Jean de Lobbes

Biographia Cisterciensis – Dictionary of Cistercian Biography online

Jean de Lobbes

Jean de Lobbes

21. Abt des Klosters Cambron 1395–1415

† 19. April 1420

Abt Jean, geboren in Lobbes als Kind einer Bauernfamilie, verließ sein Dorf, um in die Zisterzienserabtei Cambron einzutreten. Seine Talente brachten ihm die Funktionen des Bursars und des Priors. 1395 wurde er zum Abt gewählt.

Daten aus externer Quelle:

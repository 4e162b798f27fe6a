//! Integration tests for JSON-encoded fields

use std::sync::Arc;

use sieve_fields::{Config, Descriptor, FieldDecl, Values};
use sieve_foundation::{Type, Value, ValueErrorKind};

fn field(ty: Type) -> Descriptor {
    FieldDecl::required("payload", Type::json(ty))
        .build(Arc::new(Config::default()))
        .unwrap()
}

#[test]
fn decodes_then_validates() {
    let d = field(Type::list(Type::Int));
    let outcome = d
        .validate_field(Value::from("[1, \"2\", 3]"), &Values::new(), None)
        .unwrap();
    assert_eq!(outcome.into_result(), Ok(Value::list([1, 2, 3])));
}

#[test]
fn decoded_elements_are_checked() {
    let d = field(Type::list(Type::Int));
    let outcome = d
        .validate_field(Value::from("[1, \"x\"]"), &Values::new(), None)
        .unwrap();
    assert_eq!(outcome.errors.len(), 1);
    assert_eq!(outcome.errors[0].loc.to_string(), "payload -> 1");
}

#[test]
fn malformed_payload_is_single_error() {
    let d = field(Type::map(Type::Str, Type::Int));
    let raw = Value::from("{\"a\": ");
    let outcome = d.validate_field(raw.clone(), &Values::new(), None).unwrap();
    assert_eq!(outcome.errors.len(), 1);
    assert_eq!(outcome.errors[0].code(), "value_error.json");
    assert_eq!(outcome.value, raw);
}

#[test]
fn non_string_payload_is_type_error() {
    let d = field(Type::Int);
    let outcome = d.validate_field(Value::Int(1), &Values::new(), None).unwrap();
    assert_eq!(outcome.errors[0].kind, ValueErrorKind::JsonType);
}

#[test]
fn optional_json_accepts_nil_without_decoding() {
    let d = FieldDecl::optional_nil("payload", Type::json(Type::Any))
        .build(Arc::new(Config::default()))
        .unwrap();
    assert!(d.validate_field(Value::Nil, &Values::new(), None).unwrap().is_valid());
}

Die zwanzig Jahre, die er das Kloster leitete, waren vor allem geprägt von den politischen Machtkämpfen um die Regierung der Grafschaft Hennegau zwischen Herzog Albert, Graf Wilhelm IV. und Jakobäa von Bayern). Engelbert von Enghien, vierter Sohn Walters IV. und Ehemann der Marie de Lalaing, bestellte den Abt auf sein Schloss in Ittre und machte am 14. Januar 1401 (1402 n. St.) in seiner Gegenwart sein Testament. Er wählte seinen Bestattungsort in der Abtei und stiftete mehrere Messen zu seinem Seelenheil.

Abt Jean war bestrebt, die Abteikirche baulich zu erweitern. Zur Finanzierung erhielt er von Weihbischof Heinrich von Cambrai Ablässe für die Pilger, die der neuernannte Diözesanbischof Jean de Gavre mit Datum 16. Oktober 1412 bestätigte. Jedoch konnte das Projekt wegen der politischen Umstände nicht realisiert werden.

Jean de Lobbes resignierte 1415 und starb fünf Jahre später, am 13. kalendas Maii (d.i. der 19. April) 1420.

gge, Okt. 2017


Literatur:

Monnier, Clément: Histoire de l'abbaye de Cambron, in: Annales du Cercle archéologique de Mons XIV (1876), S. 94–95 · Smet, Joseph-Jean de: Cartulaire de l'abbaye de Cambron, in: Monuments pour servir a l'histoire des provinces de Namur, de Hainaut et de Luxembourg, tome deux, première parte. Bruxelles: M. Hayez, 1869, S. VIII.